We have already seen some examples of transformation and analysis of C# code with Roslyn. Now we are going to see how to create a more complex example of code generation with Roslyn and parsing with Sprache. We are going to create a skeleton class from a PlantUML file. In short, we are doing the inverse of what we have done. The first step is to parse, of course.

As you can see, there are four entities in this example: PlantUML start and end tags and class, variable and function declarations.

Parsing all the things

We are going to parse the file line by line instead of doing it in one big swoop, this is in part because of the limitations of Sprache, but also because it’s easier to correctly parse one thing at a time instead of trying to get it right all in one go.

With CharExcept we are parsing all characters except for the one(s) indicated, which is an handy but imprecise way to collect all the text for an identifier. The roughness of this process is obvious, because we are forced to exclude all the characters that comes after an identifier. If you look at the file .plantuml, at the beginning of the article, you see that there is a space after the field names, a ‘}’ after the modifier static, a ‘:’ after the argument, to divide identifier and its type, and finally the closing parenthesis, after the type. You might say that we should simply have checked for “Letters”, which would work in this specific case, but would exclude legal C# name for identifiers.

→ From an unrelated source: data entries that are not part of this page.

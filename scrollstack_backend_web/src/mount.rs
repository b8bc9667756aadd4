// Copyright 2026 the Scrollstack Authors
// SPDX-License-Identifier: Apache-2.0 OR MIT

//! Wiring a [`ScrollStack`] into a live page.
//!
//! [`mount`] finds the cards, picks a pinning strategy from the page's
//! capabilities, measures, and registers the scroll and resize listeners.
//! Scroll events are coalesced to one update per animation frame. Window
//! resizes and card size changes (seen through a `ResizeObserver`) are
//! coalesced to one re-measurement per quiet window, whose update runs in
//! the next animation frame. Dropping
//! the returned [`MountedStack`] (or calling
//! [`teardown`](MountedStack::teardown)) removes every listener and restores
//! every card.

use alloc::boxed::Box;
use alloc::rc::{Rc, Weak};
use alloc::vec::Vec;
use core::cell::RefCell;

use js_sys::Function;
use wasm_bindgen::closure::Closure;
use wasm_bindgen::{JsCast as _, JsValue};
use web_sys::{AddEventListenerOptions, Element, EventTarget, HtmlElement, NodeList, ResizeObserver};

use scrollstack_core::config::{ScrollTarget, StackConfig};
use scrollstack_core::engine::ScrollStack;
use scrollstack_core::layout::StackLayout;
use scrollstack_core::sampler::ScrollSampler;
use scrollstack_core::strategy::{Capabilities, PinningStrategy, StrategyPolicy};
use scrollstack_core::trace::{TraceSink, Tracer};

use crate::caps::capabilities;
use crate::driver::JsSmoothScroll;
use crate::frame::FrameRequester;
use crate::host::{DomHost, NativeScroll, ScrollContainer};
use crate::item::DomItem;
use crate::timer::TimeoutTrigger;

/// Class of the elements stacked by [`mount`].
pub const CARD_SELECTOR: &str = ".scroll-stack-card";

/// Class of the wrapper whose size changes also trigger a re-measurement.
pub const INNER_SELECTOR: &str = ".scroll-stack-inner";

/// Everything [`mount`] needs besides the scroller element.
pub struct MountOptions {
    /// Engine configuration.
    pub config: StackConfig,
    /// How to choose a pinning strategy.
    pub policy: StrategyPolicy,
    /// A smooth-scroll driver instance to follow, if the page uses one.
    pub driver: Option<JsValue>,
    /// Invoked each time the last card enters its pinned range.
    ///
    /// Runs inside the frame update; it must not tear the stack down
    /// synchronously.
    pub on_complete: Option<Box<dyn FnMut()>>,
    /// Receives engine trace events (only with the core `trace` feature).
    pub trace: Option<Box<dyn TraceSink>>,
}

impl Default for MountOptions {
    fn default() -> Self {
        Self {
            config: StackConfig::new(),
            policy: StrategyPolicy::default(),
            driver: None,
            on_complete: None,
            trace: None,
        }
    }
}

impl core::fmt::Debug for MountOptions {
    fn fmt(&self, f: &mut core::fmt::Formatter<'_>) -> core::fmt::Result {
        f.debug_struct("MountOptions")
            .field("config", &self.config)
            .field("policy", &self.policy)
            .field("driver", &self.driver.is_some())
            .field("on_complete", &self.on_complete.is_some())
            .field("trace", &self.trace.is_some())
            .finish()
    }
}

/// Resolves `policy` against `caps`, demoting smooth-scroll pinning to
/// transform pinning when there is no driver to follow.
#[must_use]
pub fn choose_strategy(
    policy: StrategyPolicy,
    caps: Capabilities,
    has_driver: bool,
) -> Option<PinningStrategy> {
    match policy.select(caps)? {
        PinningStrategy::SmoothScroll if !has_driver => Some(PinningStrategy::Transform),
        other => Some(other),
    }
}

struct State {
    stack: ScrollStack<DomItem>,
    host: DomHost,
    sampler: ScrollSampler<NativeScroll, JsSmoothScroll>,
    trace: Option<Box<dyn TraceSink>>,
}

fn tracer_for(sink: &mut Option<Box<dyn TraceSink>>) -> Tracer<'_> {
    match sink {
        Some(sink) => Tracer::new(&mut **sink),
        None => Tracer::none(),
    }
}

impl State {
    fn update(&mut self) {
        let offset = self.sampler.sample().offset;
        let mut tracer = tracer_for(&mut self.trace);
        let _ = self.stack.update_traced(offset, &mut tracer);
    }

    fn remeasure(&mut self) {
        let mut tracer = tracer_for(&mut self.trace);
        self.stack.remeasure_traced(&self.host, &mut tracer);
    }

    fn teardown(&mut self) {
        let mut tracer = tracer_for(&mut self.trace);
        self.stack.teardown_traced(&mut tracer);
    }
}

/// Runs `f` on the state if it is still alive and not already borrowed.
fn with_state(state: &Weak<RefCell<State>>, f: impl FnOnce(&mut State)) {
    if let Some(state) = state.upgrade()
        && let Ok(mut state) = state.try_borrow_mut()
    {
        f(&mut state);
    }
}

struct Listener {
    target: EventTarget,
    kind: &'static str,
    closure: Closure<dyn FnMut()>,
}

/// A stack attached to the page.
pub struct MountedStack {
    state: Rc<RefCell<State>>,
    frames: Rc<FrameRequester>,
    resize: Rc<TimeoutTrigger>,
    listeners: Vec<Listener>,
    driver_subscription: Option<(JsSmoothScroll, Closure<dyn FnMut()>)>,
    content_observer: Option<(ResizeObserver, Closure<dyn FnMut()>)>,
    torn_down: bool,
}

impl core::fmt::Debug for MountedStack {
    fn fmt(&self, f: &mut core::fmt::Formatter<'_>) -> core::fmt::Result {
        f.debug_struct("MountedStack")
            .field("strategy", &self.strategy())
            .field("listeners", &self.listeners.len())
            .field("torn_down", &self.torn_down)
            .finish_non_exhaustive()
    }
}

/// Mounts a stack over the cards of `scroller`.
///
/// With [`ScrollTarget::Local`], cards are looked up inside `scroller` and
/// its own scroll position drives the stack. With [`ScrollTarget::Window`],
/// cards are looked up in the whole document and the window scroll drives
/// it. The end sentinel is always looked up inside `scroller`.
///
/// Fails only if the page has no window or document, or a listener cannot
/// be registered; on failure every change already made is reverted.
pub fn mount(scroller: &HtmlElement, options: MountOptions) -> Result<MountedStack, JsValue> {
    let window = web_sys::window().ok_or_else(|| JsValue::from_str("no global window"))?;
    let document = window
        .document()
        .ok_or_else(|| JsValue::from_str("no document"))?;
    let MountOptions {
        config,
        policy,
        driver,
        on_complete,
        trace,
    } = options;

    let (container, cards, scroll_target): (_, _, EventTarget) = match config.scroll_target {
        ScrollTarget::Window => (
            ScrollContainer::Window(window.clone()),
            document.query_selector_all(CARD_SELECTOR)?,
            window.clone().into(),
        ),
        ScrollTarget::Local => (
            ScrollContainer::Element(scroller.clone()),
            scroller.query_selector_all(CARD_SELECTOR)?,
            scroller.clone().into(),
        ),
    };

    let driver = driver.map(JsSmoothScroll::new);
    let strategy = choose_strategy(policy, capabilities(&window), driver.is_some());
    let follows_driver = strategy.is_some_and(PinningStrategy::uses_driver);
    let subscribed_driver = driver.clone().filter(|_| follows_driver);

    let host = DomHost::new(window.clone(), container.clone(), scroller);
    let sampler = ScrollSampler::new(
        NativeScroll(container),
        driver,
        strategy.unwrap_or_default(),
    );
    let mut stack = ScrollStack::new(collect_items(&cards), config, strategy);
    if let Some(callback) = on_complete {
        stack.set_on_complete(callback);
    }

    let state = Rc::new(RefCell::new(State {
        stack,
        host,
        sampler,
        trace,
    }));

    let frame_state = Rc::downgrade(&state);
    let frames = Rc::new(FrameRequester::new(move |_| {
        with_state(&frame_state, State::update);
    }));
    let resize_state = Rc::downgrade(&state);
    let resize_frames = Rc::clone(&frames);
    let resize = Rc::new(TimeoutTrigger::new(config.resize_quiet, move || {
        with_state(&resize_state, State::remeasure);
        resize_frames.request();
    }));

    let mut mounted = MountedStack {
        state,
        frames,
        resize,
        listeners: Vec::new(),
        driver_subscription: None,
        content_observer: None,
        torn_down: false,
    };

    {
        let mut s = mounted.state.borrow_mut();
        s.stack.mount();
        s.remeasure();
        s.update();
    }

    if strategy.is_none() {
        return Ok(mounted);
    }

    let frames = Rc::clone(&mounted.frames);
    mounted.listen(
        scroll_target,
        "scroll",
        Closure::wrap(Box::new(move || frames.request()) as Box<dyn FnMut()>),
        true,
    )?;

    let resize = Rc::clone(&mounted.resize);
    mounted.listen(
        window.into(),
        "resize",
        Closure::wrap(Box::new(move || resize.request()) as Box<dyn FnMut()>),
        false,
    )?;

    let resize = Rc::clone(&mounted.resize);
    let closure = Closure::wrap(Box::new(move || resize.request()) as Box<dyn FnMut()>);
    let observer = ResizeObserver::new(closure.as_ref().unchecked_ref())?;
    if let Some(inner) = scroller.query_selector(INNER_SELECTOR)? {
        observer.observe(&inner);
    }
    for card in (0..cards.length()).filter_map(|i| cards.get(i)) {
        if let Ok(card) = card.dyn_into::<Element>() {
            observer.observe(&card);
        }
    }
    mounted.content_observer = Some((observer, closure));

    if let Some(driver) = subscribed_driver {
        let frames = Rc::clone(&mounted.frames);
        let closure = Closure::wrap(Box::new(move || frames.request()) as Box<dyn FnMut()>);
        driver.subscribe(closure.as_ref().unchecked_ref())?;
        mounted.driver_subscription = Some((driver, closure));
    }

    Ok(mounted)
}

fn collect_items(cards: &NodeList) -> Vec<DomItem> {
    (0..cards.length())
        .filter_map(|i| cards.get(i))
        .filter_map(|node| node.dyn_into::<HtmlElement>().ok())
        .map(DomItem::new)
        .collect()
}

impl MountedStack {
    fn listen(
        &mut self,
        target: EventTarget,
        kind: &'static str,
        closure: Closure<dyn FnMut()>,
        passive: bool,
    ) -> Result<(), JsValue> {
        let options = AddEventListenerOptions::new();
        options.set_passive(passive);
        let callback: &Function = closure.as_ref().unchecked_ref();
        target.add_event_listener_with_callback_and_add_event_listener_options(
            kind, callback, &options,
        )?;
        self.listeners.push(Listener {
            target,
            kind,
            closure,
        });
        Ok(())
    }

    /// The pinning strategy in use; `None` when the page cannot pin.
    #[must_use]
    pub fn strategy(&self) -> Option<PinningStrategy> {
        self.state
            .try_borrow()
            .ok()
            .and_then(|s| s.stack.strategy())
    }

    /// Whether the last card is inside its pinned range.
    #[must_use]
    pub fn is_completed(&self) -> bool {
        self.state
            .try_borrow()
            .is_ok_and(|s| s.stack.is_completed())
    }

    /// A copy of the current layout, if measured.
    #[must_use]
    pub fn layout(&self) -> Option<StackLayout> {
        self.state
            .try_borrow()
            .ok()
            .and_then(|s| s.stack.layout().cloned())
    }

    /// Re-measures immediately, bypassing the resize window, and schedules
    /// the update for the next animation frame.
    ///
    /// Card size changes are picked up on their own; call this after moving
    /// the cards some other way.
    pub fn remeasure(&self) {
        self.resize.cancel();
        with_state(&Rc::downgrade(&self.state), State::remeasure);
        self.frames.request();
    }

    /// Removes every listener and restores every card.
    ///
    /// Idempotent; also runs on drop.
    pub fn teardown(&mut self) {
        if self.torn_down {
            return;
        }
        self.torn_down = true;
        for listener in self.listeners.drain(..) {
            let _ = listener.target.remove_event_listener_with_callback(
                listener.kind,
                listener.closure.as_ref().unchecked_ref(),
            );
        }
        if let Some((driver, closure)) = self.driver_subscription.take() {
            let _ = driver.unsubscribe(closure.as_ref().unchecked_ref());
        }
        if let Some((observer, _closure)) = self.content_observer.take() {
            observer.disconnect();
        }
        self.frames.cancel();
        self.resize.cancel();
        if let Ok(mut state) = self.state.try_borrow_mut() {
            state.teardown();
        }
    }
}

impl Drop for MountedStack {
    fn drop(&mut self) {
        self.teardown();
    }
}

The Modifier parser is quite uninteresting, except for the lines 6 and 11 where we are seeing the same problem just mentioned to identify the correct name. The last case is referring to something that doesn’t happen in this example, but could happen in others UML diagrams: override modifiers. The real deal is in the lines 18 and 22, where we are seeing the Ref parser, which is used, as the documentation says, to: “Refer to another parser indirectly. This allows circular compile-time dependency between parsers”. DelimitedBy is use to select many of the same items delimited by the specified rule, and finally Optional refers to a rule that isn’t necessary to parse correctly, but it might appear. Since the rule is optional, the value could be undefined and it must be accessed using the method shown on the line 22. The rule Method is slightly more complicated, but it uses the same methods. In case you are wondering, methods without a return type are constructors.

Parsing line by line

We can see our parser at work on the main method, where we try to parse every line with every parser and, if successful, we add the value to a custom type, that we are going to see later. We need a custom type because code generation requires to have all the elements in their place, we can’t do it line by line, at least we can’t if we want to use the formatter of Roslyn. We could just take the information and print them ourselves, which is good enough for small project, but complicated for larger one. Also, we would miss all the nice automatic options for formatting. On line 13 we are skipping a cycle, if we found a method, because method could also be parsed, improperly, as fields, so to avoid the risk we jump over.

Code Generation

If you remember the first lessons about Roslyn it’s quite verbose, because it’s very powerful. You have also to remember that we can’t modify nodes, even the ones we create ourselves and are not, say, parsed from a file. Once you get around to use SyntaxFactory for everything, it’s all quite obvious, you have just to find the correct methods. The using directive are simply the ones usually inserted by default by Visual Studio.

Generation of methods

Let’s start by saying that Declarations and DeclarationType are fields in our custom class, that is not shown, but you can look at it in the source code. Then we proceed to generate the method of our skeleton C# class. MethodDeclaration allow us to choose the name and the return type of the method itself; mods refer to the modifiers, which obviously could be more than one, and so they are in a list. Then we create the parameters, which in our case need only a name and a type.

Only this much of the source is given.